Work item
Report the number of lines in the records below that contain the word "NotificationHandler", and nothing more.

[Records drawn from a dataset]
+---+

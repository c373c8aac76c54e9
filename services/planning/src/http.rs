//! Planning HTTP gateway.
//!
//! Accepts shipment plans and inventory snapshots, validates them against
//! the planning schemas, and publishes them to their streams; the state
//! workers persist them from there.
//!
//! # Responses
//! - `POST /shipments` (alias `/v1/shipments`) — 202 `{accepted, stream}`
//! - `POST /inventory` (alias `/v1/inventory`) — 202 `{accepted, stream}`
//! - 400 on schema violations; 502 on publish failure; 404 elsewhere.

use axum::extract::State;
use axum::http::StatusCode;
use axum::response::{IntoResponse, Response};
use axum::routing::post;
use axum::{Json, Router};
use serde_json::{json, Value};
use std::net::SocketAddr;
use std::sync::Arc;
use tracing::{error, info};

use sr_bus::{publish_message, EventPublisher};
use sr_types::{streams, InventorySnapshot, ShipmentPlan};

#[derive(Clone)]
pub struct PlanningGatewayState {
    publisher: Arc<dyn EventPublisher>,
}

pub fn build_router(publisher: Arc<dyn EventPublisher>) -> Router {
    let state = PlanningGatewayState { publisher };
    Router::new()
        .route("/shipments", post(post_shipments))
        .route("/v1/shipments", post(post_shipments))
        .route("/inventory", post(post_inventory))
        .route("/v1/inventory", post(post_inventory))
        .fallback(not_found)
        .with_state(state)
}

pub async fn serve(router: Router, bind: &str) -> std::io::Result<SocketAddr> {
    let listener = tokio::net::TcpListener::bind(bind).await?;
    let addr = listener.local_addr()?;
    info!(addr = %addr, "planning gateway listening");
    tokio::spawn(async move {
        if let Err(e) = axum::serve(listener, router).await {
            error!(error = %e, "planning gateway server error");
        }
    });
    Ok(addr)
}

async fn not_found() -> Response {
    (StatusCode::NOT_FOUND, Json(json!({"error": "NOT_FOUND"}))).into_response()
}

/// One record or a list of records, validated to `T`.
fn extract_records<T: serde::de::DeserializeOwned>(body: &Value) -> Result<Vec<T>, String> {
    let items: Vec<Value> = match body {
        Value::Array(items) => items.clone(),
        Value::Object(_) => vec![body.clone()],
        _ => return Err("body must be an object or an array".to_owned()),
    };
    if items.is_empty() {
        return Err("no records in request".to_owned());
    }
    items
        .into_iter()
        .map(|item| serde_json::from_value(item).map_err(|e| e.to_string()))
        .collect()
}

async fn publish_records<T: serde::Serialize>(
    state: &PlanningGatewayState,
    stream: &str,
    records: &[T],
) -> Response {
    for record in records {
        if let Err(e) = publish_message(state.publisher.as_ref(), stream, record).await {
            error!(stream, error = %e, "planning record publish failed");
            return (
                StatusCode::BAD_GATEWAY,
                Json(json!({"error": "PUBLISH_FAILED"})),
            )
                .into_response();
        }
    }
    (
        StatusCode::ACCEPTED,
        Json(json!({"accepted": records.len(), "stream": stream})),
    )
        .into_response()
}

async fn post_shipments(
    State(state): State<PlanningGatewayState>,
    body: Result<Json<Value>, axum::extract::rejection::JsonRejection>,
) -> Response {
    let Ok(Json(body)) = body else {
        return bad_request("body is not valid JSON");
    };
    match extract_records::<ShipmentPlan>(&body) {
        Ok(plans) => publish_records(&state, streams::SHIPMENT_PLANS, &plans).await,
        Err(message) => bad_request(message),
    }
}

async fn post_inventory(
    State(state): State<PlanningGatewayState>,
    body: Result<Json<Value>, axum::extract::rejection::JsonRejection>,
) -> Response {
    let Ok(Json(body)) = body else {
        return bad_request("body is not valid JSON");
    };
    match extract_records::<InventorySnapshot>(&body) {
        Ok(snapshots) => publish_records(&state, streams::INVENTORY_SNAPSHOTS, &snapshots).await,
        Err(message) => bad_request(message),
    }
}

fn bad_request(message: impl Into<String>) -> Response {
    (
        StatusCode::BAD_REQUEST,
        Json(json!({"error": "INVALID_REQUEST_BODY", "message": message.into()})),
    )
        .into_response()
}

+---+

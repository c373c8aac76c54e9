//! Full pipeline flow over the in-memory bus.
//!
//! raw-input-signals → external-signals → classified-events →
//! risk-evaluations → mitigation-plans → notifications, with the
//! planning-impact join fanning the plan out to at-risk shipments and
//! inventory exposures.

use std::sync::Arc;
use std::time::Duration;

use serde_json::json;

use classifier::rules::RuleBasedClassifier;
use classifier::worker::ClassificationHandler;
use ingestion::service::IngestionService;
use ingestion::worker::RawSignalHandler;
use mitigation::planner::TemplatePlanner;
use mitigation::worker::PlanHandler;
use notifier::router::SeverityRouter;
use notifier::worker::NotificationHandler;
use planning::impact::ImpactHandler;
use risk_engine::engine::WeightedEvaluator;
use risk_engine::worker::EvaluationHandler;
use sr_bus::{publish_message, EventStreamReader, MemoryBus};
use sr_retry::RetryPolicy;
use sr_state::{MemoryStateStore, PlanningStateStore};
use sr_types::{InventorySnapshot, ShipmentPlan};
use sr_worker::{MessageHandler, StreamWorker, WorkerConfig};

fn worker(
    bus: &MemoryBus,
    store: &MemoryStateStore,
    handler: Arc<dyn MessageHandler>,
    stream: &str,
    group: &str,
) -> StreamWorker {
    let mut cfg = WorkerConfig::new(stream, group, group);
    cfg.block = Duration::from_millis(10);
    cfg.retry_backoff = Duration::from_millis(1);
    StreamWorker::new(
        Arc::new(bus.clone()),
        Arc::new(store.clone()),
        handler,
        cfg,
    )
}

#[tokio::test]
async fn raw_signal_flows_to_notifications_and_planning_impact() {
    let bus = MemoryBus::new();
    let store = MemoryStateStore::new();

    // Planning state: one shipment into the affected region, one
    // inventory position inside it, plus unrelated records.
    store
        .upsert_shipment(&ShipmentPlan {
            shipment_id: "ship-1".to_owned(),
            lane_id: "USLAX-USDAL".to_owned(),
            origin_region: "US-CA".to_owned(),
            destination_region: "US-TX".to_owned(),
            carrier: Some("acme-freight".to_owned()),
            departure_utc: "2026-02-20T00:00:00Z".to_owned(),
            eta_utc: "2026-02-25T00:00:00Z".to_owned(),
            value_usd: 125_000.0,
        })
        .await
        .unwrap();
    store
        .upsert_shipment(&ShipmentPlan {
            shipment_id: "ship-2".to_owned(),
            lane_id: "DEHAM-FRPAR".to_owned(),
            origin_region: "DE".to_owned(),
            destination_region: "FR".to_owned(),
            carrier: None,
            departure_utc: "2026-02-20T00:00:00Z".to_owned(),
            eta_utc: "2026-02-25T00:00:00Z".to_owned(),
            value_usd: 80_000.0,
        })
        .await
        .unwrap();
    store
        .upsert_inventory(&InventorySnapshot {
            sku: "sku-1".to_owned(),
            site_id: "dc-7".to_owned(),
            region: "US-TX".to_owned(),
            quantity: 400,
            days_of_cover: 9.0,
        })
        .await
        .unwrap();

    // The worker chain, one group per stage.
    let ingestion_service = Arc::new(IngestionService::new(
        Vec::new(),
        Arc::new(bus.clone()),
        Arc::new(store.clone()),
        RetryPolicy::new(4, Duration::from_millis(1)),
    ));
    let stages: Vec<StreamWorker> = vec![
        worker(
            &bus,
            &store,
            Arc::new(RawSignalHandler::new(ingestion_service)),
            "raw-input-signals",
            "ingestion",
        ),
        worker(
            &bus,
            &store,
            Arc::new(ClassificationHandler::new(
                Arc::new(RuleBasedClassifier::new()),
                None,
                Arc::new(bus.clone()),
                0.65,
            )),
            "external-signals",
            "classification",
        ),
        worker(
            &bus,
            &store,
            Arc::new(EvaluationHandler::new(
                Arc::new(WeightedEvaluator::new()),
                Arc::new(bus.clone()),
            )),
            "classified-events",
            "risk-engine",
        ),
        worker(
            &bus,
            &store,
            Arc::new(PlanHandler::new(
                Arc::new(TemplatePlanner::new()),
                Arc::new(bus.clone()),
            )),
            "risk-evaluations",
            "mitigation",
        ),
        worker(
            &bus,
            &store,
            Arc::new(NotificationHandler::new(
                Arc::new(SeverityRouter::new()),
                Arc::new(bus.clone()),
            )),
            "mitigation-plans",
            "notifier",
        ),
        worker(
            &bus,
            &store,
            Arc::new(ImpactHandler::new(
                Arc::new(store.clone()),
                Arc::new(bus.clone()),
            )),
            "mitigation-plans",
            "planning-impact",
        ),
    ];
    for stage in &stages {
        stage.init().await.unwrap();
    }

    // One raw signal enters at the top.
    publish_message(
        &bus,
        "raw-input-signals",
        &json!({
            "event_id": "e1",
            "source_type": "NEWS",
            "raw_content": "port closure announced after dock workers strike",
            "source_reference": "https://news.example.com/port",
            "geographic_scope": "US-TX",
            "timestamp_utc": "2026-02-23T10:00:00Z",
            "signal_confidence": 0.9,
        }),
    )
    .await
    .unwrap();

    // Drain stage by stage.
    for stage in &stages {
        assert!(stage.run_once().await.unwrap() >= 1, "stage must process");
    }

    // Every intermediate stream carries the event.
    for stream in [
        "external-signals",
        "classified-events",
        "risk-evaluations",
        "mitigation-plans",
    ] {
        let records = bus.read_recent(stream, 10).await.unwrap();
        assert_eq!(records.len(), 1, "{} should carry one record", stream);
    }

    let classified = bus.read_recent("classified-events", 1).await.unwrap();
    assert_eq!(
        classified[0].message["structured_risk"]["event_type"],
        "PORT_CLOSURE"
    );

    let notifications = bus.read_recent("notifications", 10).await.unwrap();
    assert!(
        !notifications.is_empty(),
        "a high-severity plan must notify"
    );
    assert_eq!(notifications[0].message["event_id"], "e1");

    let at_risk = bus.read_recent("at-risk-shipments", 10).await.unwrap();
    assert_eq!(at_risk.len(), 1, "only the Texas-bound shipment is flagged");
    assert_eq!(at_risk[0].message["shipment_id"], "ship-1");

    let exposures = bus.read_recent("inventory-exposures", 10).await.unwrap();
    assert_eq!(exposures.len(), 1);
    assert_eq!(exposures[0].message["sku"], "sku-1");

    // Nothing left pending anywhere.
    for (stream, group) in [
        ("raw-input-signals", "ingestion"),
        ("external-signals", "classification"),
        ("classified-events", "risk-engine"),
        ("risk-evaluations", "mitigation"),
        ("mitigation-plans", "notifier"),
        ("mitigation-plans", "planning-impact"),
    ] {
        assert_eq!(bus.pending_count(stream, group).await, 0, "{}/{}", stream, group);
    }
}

+---+

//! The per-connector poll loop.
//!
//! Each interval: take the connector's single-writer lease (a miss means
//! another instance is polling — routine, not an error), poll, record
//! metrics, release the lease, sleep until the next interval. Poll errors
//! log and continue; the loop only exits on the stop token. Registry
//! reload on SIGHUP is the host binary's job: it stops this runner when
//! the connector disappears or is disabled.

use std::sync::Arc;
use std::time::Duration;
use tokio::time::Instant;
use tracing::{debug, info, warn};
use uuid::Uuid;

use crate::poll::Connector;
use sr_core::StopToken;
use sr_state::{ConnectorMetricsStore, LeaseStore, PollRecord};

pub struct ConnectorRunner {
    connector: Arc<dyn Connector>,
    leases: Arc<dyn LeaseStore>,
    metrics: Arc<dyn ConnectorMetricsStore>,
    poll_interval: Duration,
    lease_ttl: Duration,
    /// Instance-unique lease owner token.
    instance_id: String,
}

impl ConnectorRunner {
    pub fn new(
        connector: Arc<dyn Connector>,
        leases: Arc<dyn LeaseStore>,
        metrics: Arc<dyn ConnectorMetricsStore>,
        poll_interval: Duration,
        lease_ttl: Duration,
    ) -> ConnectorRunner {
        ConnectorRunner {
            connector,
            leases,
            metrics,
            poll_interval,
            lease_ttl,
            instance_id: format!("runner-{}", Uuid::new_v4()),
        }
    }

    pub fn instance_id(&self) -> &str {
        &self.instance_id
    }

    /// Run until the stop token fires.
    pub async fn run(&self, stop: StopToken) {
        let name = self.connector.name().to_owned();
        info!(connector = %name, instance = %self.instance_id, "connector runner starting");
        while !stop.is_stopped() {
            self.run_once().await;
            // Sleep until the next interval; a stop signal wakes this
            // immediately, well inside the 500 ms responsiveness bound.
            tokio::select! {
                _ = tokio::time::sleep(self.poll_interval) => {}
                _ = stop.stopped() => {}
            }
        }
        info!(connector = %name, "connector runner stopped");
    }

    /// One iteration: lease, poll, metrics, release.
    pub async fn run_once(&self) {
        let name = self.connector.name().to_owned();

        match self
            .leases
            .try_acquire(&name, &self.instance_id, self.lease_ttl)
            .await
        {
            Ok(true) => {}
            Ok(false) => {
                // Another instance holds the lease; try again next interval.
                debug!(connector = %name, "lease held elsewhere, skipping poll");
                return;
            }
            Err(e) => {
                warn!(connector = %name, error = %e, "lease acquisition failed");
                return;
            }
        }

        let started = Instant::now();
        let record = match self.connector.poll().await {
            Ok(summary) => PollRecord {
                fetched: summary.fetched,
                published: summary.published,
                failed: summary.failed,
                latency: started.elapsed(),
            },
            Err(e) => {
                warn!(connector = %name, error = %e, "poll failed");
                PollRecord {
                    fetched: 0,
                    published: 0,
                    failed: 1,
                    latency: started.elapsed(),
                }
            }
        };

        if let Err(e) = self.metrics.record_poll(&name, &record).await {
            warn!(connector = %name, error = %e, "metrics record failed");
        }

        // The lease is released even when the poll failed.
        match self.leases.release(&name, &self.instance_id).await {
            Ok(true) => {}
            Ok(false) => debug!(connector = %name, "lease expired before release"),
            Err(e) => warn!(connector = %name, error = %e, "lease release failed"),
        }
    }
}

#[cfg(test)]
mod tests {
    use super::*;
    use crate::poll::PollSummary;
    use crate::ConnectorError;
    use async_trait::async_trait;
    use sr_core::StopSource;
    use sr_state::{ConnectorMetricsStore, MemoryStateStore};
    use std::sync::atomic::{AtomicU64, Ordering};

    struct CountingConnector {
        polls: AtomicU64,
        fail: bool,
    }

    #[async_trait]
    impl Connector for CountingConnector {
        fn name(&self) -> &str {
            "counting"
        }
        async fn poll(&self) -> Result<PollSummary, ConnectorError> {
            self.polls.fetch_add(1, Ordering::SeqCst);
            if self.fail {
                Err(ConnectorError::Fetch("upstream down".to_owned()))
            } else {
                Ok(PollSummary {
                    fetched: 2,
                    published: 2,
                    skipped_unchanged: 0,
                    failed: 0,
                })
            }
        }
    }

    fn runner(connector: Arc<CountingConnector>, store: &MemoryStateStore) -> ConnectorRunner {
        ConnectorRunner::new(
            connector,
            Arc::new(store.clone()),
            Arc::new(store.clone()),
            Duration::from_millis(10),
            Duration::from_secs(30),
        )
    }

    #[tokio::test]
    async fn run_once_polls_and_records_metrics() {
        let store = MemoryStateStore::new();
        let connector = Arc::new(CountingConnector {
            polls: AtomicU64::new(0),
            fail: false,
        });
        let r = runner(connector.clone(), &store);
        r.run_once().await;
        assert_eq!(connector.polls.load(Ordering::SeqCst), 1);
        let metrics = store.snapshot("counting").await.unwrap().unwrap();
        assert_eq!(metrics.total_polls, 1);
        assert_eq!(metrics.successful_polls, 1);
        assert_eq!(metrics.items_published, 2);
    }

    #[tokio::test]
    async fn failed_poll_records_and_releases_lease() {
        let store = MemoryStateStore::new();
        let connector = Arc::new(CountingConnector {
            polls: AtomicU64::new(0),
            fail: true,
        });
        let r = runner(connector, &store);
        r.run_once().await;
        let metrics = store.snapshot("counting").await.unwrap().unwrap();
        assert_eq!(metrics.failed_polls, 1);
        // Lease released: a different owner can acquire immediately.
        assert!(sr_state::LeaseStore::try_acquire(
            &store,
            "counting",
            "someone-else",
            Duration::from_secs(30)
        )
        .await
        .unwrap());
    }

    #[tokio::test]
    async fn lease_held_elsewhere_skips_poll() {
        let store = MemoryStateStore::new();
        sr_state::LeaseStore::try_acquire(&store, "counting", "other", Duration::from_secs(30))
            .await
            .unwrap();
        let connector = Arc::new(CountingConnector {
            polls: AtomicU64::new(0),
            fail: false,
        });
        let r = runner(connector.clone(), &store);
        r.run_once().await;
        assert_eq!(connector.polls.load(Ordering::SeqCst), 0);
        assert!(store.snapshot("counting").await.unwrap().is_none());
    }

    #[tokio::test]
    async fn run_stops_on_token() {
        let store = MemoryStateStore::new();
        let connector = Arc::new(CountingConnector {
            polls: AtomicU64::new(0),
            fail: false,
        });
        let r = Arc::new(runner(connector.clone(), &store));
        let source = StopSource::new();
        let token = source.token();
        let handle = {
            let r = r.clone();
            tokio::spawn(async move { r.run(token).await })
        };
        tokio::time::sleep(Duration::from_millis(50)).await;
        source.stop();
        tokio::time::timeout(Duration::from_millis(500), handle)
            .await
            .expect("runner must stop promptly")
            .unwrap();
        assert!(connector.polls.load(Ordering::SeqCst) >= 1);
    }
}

+---+

Written solution
2